Local residents celebrate outside a polling station as Junius Ho Kwan-yiu loses in the district council election on Nov. 25. Photo: Billy H.C. Kwok/Getty Images
Hong Kong leader Carrie Lam said in a statement Monday her government will "listen" and "reflect" after pro-democracy parties swept pro-Beijing parties aside to triumph in the district council elections amid a record voter turnout.
Why it matters: The results show that many Hong Kong citizens back the pro-democracy protest movement. It's also a stinging rebuke for Lam and the Chinese government, both of whom have denounced activists and their acts of civil disobedience that have forced schools to close, caused transport chaos and disrupted business in the Asian financial hub.
By the numbers: 4.1 million Hong Kongers registered to vote in the elections — "more than half the population of 7.4 million," the BBC notes.
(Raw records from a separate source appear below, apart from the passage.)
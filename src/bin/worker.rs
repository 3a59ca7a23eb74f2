use anyhow::Context;
use log::*;
use std::sync::Arc;

use otpvote::config::Config;
use otpvote::notify::{Mailer, OtpSender, SmsSender};
use otpvote::worker::{self, Senders};

#[async_std::main]
async fn main() -> anyhow::Result<()> {
    pretty_env_logger::init();

    let config = Config::from_env()?;
    let client = redis::Client::open(config.redis_url.as_str()).context("parsing REDIS_URL")?;

    let email: Option<Arc<dyn OtpSender>> = match Mailer::new(&config.smtp) {
        Ok(mailer) => Some(Arc::new(mailer)),
        Err(err) => {
            warn!("email delivery disabled: {}", err);
            None
        }
    };
    let sms: Option<Arc<dyn OtpSender>> = match SmsSender::new(&config.twilio) {
        Ok(sender) => Some(Arc::new(sender)),
        Err(err) => {
            warn!("sms delivery disabled: {}", err);
            None
        }
    };

    worker::run(
        client,
        Senders { email, sms },
        config.worker_concurrency,
        config.job_max_retry,
    )
    .await;
    Ok(())
}
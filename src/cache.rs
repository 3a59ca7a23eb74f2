use async_std::sync::Mutex;
use log::*;
use redis::aio::MultiplexedConnection;
use redis::{RedisError, RedisResult};
use std::future::Future;
use std::sync::Arc;

/**
 * One multiplexed redis connection shared by every request handler
 *
 * The connection is opened on first use and dropped again when redis reports it broken, so the
 * next caller reconnects instead of failing forever.
 */
#[derive(Clone)]
pub struct SharedConnection {
    client: redis::Client,
    conn: Arc<Mutex<Option<MultiplexedConnection>>>,
}

impl SharedConnection {
    pub fn new(client: redis::Client) -> Self {
        SharedConnection {
            client,
            conn: Arc::new(Mutex::new(None)),
        }
    }

    pub async fn get(&self) -> RedisResult<MultiplexedConnection> {
        let mut slot = self.conn.lock().await;
        if let Some(conn) = slot.as_ref() {
            return Ok(conn.clone());
        }
        let conn = self.client.get_multiplexed_async_std_connection().await?;
        debug!("opened multiplexed redis connection");
        *slot = Some(conn.clone());
        Ok(conn)
    }

    async fn forget_if_broken(&self, err: &RedisError) {
        if err.is_io_error() || err.is_connection_dropped() || err.is_connection_refusal() {
            warn!("dropping broken redis connection: {}", err);
            *self.conn.lock().await = None;
        }
    }

    /**
     * Run `op` against the shared connection
     */
    pub async fn run<T, F, Fut>(&self, op: F) -> RedisResult<T>
    where
        F: FnOnce(MultiplexedConnection) -> Fut,
        Fut: Future<Output = RedisResult<T>>,
    {
        let result = match self.get().await {
            Ok(conn) => op(conn).await,
            Err(err) => Err(err),
        };
        if let Err(err) = &result {
            self.forget_if_broken(err).await;
        }
        result
    }
}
- Turnout reached 2.94 million — more than 71% of eligible voters.
- Wu Chi-wai, leader of the Democratic Party, the city's largest pro-democracy bloc, cited official results saying it won 90% of 452 seats that would "help it take unprecedented control of 17 out of 18 district councils," AP reports.
- Pro-democracy parties won 278 seats to be declared, while pro-Beijing candidates claimed 42 and independents 24, per results cited by the South China Morning Post.
What they're saying: "The high turnout rate did benefit the pro-democracy camp,” South Horizons West seat Kelvin Lam told the SCMP. "The result is like a referendum of the current administration, like a confidence vote."
Editor's note: This article has been updated with new details throughout.